TMVA with different signal variables from different files

Dear Sir,

I have several variables for TMVA study.
I added NLO effect to some of the variables, I wish to train the TMVA with both LO sample variables and NLO sample variables.
i.e.
variable 1 and 2 come from LO sample,
variable 3 and 4 come from NLO sample.

The LO and NLO samples have different number of events.
I used AddFriend as :
TTree tree1 = (TTree)inputsig->Get(“T”);
tree1->AddFriend(“T2”,“sample2.root”);

I checked same variable distribution from LO and NLO is similar.
But train with all LO variables and train with part LO and part NLO variables, the results is very different.

I’m thinking maybe the events ordering cause the problem.

May I ask how to solve this?

Thanks.

Best,
Jung

Hi!

You could check the output file histograms for the variables in question. Do they look like you expect? This shows you what TMVA sees :slight_smile:

Indeed as you say I think the ordering of events might be the culprit here.
How do you know how the events in the two files correspond to each other? If you add 4 variables TMVA assumes that for the first entry of the tree all variables correspond to the first event. How do you guarantee this when you have different number of events?

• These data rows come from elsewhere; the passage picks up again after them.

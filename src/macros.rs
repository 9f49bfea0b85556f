// SPDX-License-Identifier: MIT OR Apache-2.0

//! Macros logging through the [global logger](crate::global_logger).
//!
//! Each macro expands to a direct method call on the global logger from the
//! caller's own function, so the reported location is the macro call site.
//! They take `format!`-style arguments.
//!
//! ```rust
//! let port = 8080;
//! logx::printf!("listening on {port}");
//! logx::print_traced!("unexpected state {}", "closed");
//! logx::debug_request!("/app/users/42", "user {} loaded", 42);
//! ```

/// Logs a padded message under the caller's location.
///
/// See [`Logger::printf`](crate::Logger::printf).
#[macro_export]
macro_rules! printf {
    ($($arg:tt)*) => {
        $crate::global_logger().printf(::core::format_args!($($arg)*))
    };
}

/// Logs a message as is under the caller's location.
///
/// See [`Logger::print`](crate::Logger::print).
#[macro_export]
macro_rules! print_plain {
    ($($arg:tt)*) => {
        $crate::global_logger().print(::core::format_args!($($arg)*))
    };
}

/// Logs a message followed by the frames above the caller.
///
/// See [`Logger::print_traced`](crate::Logger::print_traced).
#[macro_export]
macro_rules! print_traced {
    ($($arg:tt)*) => {
        $crate::global_logger().print_traced(::core::format_args!($($arg)*))
    };
}

/// Logs a debug line for the request at the given path.
///
/// See [`Logger::debug_request`](crate::Logger::debug_request).
#[macro_export]
macro_rules! debug_request {
    ($path:expr, $($arg:tt)*) => {
        $crate::global_logger().debug_request($path, ::core::format_args!($($arg)*))
    };
}

/// Logs the caller's stack trace.
///
/// Without arguments, four frames with two trailing directories each.
/// Otherwise `(extra_skip, count, trailing_dirs)` as for
/// [`Logger::print_stack_trace`](crate::Logger::print_stack_trace).
#[macro_export]
macro_rules! print_stack_trace {
    () => {
        $crate::global_logger().print_stack_trace(0, 4, 2)
    };
    ($extra_skip:expr, $count:expr, $trailing_dirs:expr) => {
        $crate::global_logger().print_stack_trace($extra_skip, $count, $trailing_dirs)
    };
}

/// The caller's padded `path:line`.
#[macro_export]
macro_rules! location_prefix {
    () => {
        $crate::global_logger().location_prefix()
    };
}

Would it make sense to run the training with only NLO variables?

Cheers,
Kim

Dear Kim,

Thanks a lot for the reply. I checked the output histograms, which is as I expected. So I think the main problem comes from the ordering of data. Due to some technical problems, I can only used part of distributions in NLO and part of it in LO.

May I ask, is it possible to train BDT based on another trained classifier?

i.e. I first trained with LO variables, then I train again with NLO variables based on the cuts obtained in previous LO trainning?

Thanks!

Best,

Justine

Hi,

First I would ask for a clarification: When using both LO and NLO data, do you input 4 variables to TMVA or 2?

In the former case, if you want to use both sets of input variables at the same time, select only those events for which you have data from both. This should be straightforward enough if you have e.g. an event number associated with each event.

In the latter case, I don’t think there should be a problem in principle. But as always things depends on your particular data set up.

Sounds like you would want to do a partial training with dataset 1 and then continue the training with dataset 2. This is not possible with TMVA unfortunately.

Cheers,
Kim

Dear Kim,

Thanks a lot for the reply! I got it.

Best,

Jung

Dear Kim,

I have another question. Is it possible to turn off the data correlation in TMVA, only use data-pattern (i.e. output histograms) to do trainning?

Thanks!

Best,

Jung

Hi,

For separate questions, please create a new topic (to help others having similar questions!).

I’m not sure I understand what you mean by “turning off data correlation … to do training”. Many methods exploit correlation between input features (input variables) to increase separation. So one way to “turn it off” would be to use a methods such as LDA.

Cheers,
Kim

Dear Kim,

Thanks for the reply! I got it.

Best,
Justine